TASK PROMPT =>
Show every line of the data that contains the string "unsaved".

=-=-=

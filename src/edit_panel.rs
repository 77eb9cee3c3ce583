//! Show editing
//!
//! An `EditDraft` is a local, unsaved copy of the editable fields of one show.
//! Changes only touch the draft; submitting merges the draft over the original
//! record and yields the updated show for the list owner to apply.

use crate::catalog::{Show, ShowId};
use std::fmt;
use thiserror::Error;

/// Text fields of a draft that can be edited directly
#[derive(Debug, Clone, Copy, PartialEq, Eq)]
pub enum DraftField {
    Name,
    Type,
    Language,
    Status,
}

impl DraftField {
    /// All fields that must be non-empty before a draft can be submitted
    pub const REQUIRED: [DraftField; 4] = [
        DraftField::Name,
        DraftField::Type,
        DraftField::Language,
        DraftField::Status,
    ];

    pub fn label(&self) -> &'static str {
        match self {
            DraftField::Name => "Show Name",
            DraftField::Type => "Type",
            DraftField::Language => "Language",
            DraftField::Status => "Status",
        }
    }
}

impl fmt::Display for DraftField {
    fn fmt(&self, f: &mut fmt::Formatter<'_>) -> fmt::Result {
        f.write_str(self.label())
    }
}

/// Errors that prevent a draft from being submitted
#[derive(Debug, Error, PartialEq, Eq)]
pub enum SubmitError {
    /// A required field is empty
    #[error("{0} is required")]
    MissingField(DraftField),

    /// The draft belongs to a different show than the one it is merged into
    #[error("Draft for show {draft} cannot be applied to show {original}")]
    ShowMismatch { draft: ShowId, original: ShowId },
}

/// Local, unsaved copy of a show's editable fields
#[derive(Debug, Clone, PartialEq)]
pub struct EditDraft {
    show_id: ShowId,
    name: String,
    kind: String,
    language: String,
    status: String,
    genres: Vec<String>,
    official_site: Option<String>,
}

impl EditDraft {
    /// Initializes a draft from the current values of `show`
    pub fn from_show(show: &Show) -> Self {
        Self {
            show_id: show.id,
            name: show.name.clone(),
            kind: show.kind.clone(),
            language: show.language.clone(),
            status: show.status.clone(),
            genres: show.genres.clone(),
            official_site: show.official_site.clone(),
        }
    }

    pub fn show_id(&self) -> ShowId {
        self.show_id
    }

    pub fn field(&self, field: DraftField) -> &str {
        match field {
            DraftField::Name => &self.name,
            DraftField::Type => &self.kind,
            DraftField::Language => &self.language,
            DraftField::Status => &self.status,
        }
    }

    /// Sets a text field; surrounding whitespace of the input is dropped
    pub fn set_field(&mut self, field: DraftField, value: &str) {
        let value = value.trim().to_string();
        match field {
            DraftField::Name => self.name = value,
            DraftField::Type => self.kind = value,
            DraftField::Language => self.language = value,
            DraftField::Status => self.status = value,
        }
    }

    pub fn genres(&self) -> &[String] {
        &self.genres
    }

    /// Appends a genre
    ///
    /// Blank input and genres already present (compared case-sensitively)
    /// are ignored.
    ///
    /// # Returns
    ///
    /// `true` if the genre was added
    pub fn add_genre(&mut self, genre: &str) -> bool {
        let genre = genre.trim();
        if genre.is_empty() || self.genres.iter().any(|g| g == genre) {
            return false;
        }
        self.genres.push(genre.to_string());
        true
    }

    /// Removes the genre exactly matching `genre`
    ///
    /// # Returns
    ///
    /// `true` if an entry was removed
    pub fn remove_genre(&mut self, genre: &str) -> bool {
        let before = self.genres.len();
        self.genres.retain(|g| g != genre);
        self.genres.len() != before
    }

    pub fn official_site(&self) -> Option<&str> {
        self.official_site.as_deref()
    }

    /// Sets the official site; blank input clears it
    pub fn set_official_site(&mut self, site: &str) {
        let site = site.trim();
        self.official_site = (!site.is_empty()).then(|| site.to_string());
    }

    /// Required fields that are currently empty, in form order
    pub fn validate(&self) -> Vec<DraftField> {
        DraftField::REQUIRED
            .into_iter()
            .filter(|field| self.field(*field).trim().is_empty())
            .collect()
    }

    /// Merges the draft over `original`
    ///
    /// Only the editable fields are taken from the draft; everything else,
    /// including `id`, is carried over from `original` unchanged.
    pub fn submit(&self, original: &Show) -> Result<Show, SubmitError> {
        if original.id != self.show_id {
            return Err(SubmitError::ShowMismatch {
                draft: self.show_id,
                original: original.id,
            });
        }
        if let Some(field) = self.validate().into_iter().next() {
            return Err(SubmitError::MissingField(field));
        }

        Ok(Show {
            name: self.name.clone(),
            kind: self.kind.clone(),
            language: self.language.clone(),
            status: self.status.clone(),
            genres: self.genres.clone(),
            official_site: self.official_site.clone(),
            ..original.clone()
        })
    }
}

=-=-=

COMPLETED TASK =>
//! An `EditDraft` is a local, unsaved copy of the editable fields of one show.
/// Local, unsaved copy of a show's editable fields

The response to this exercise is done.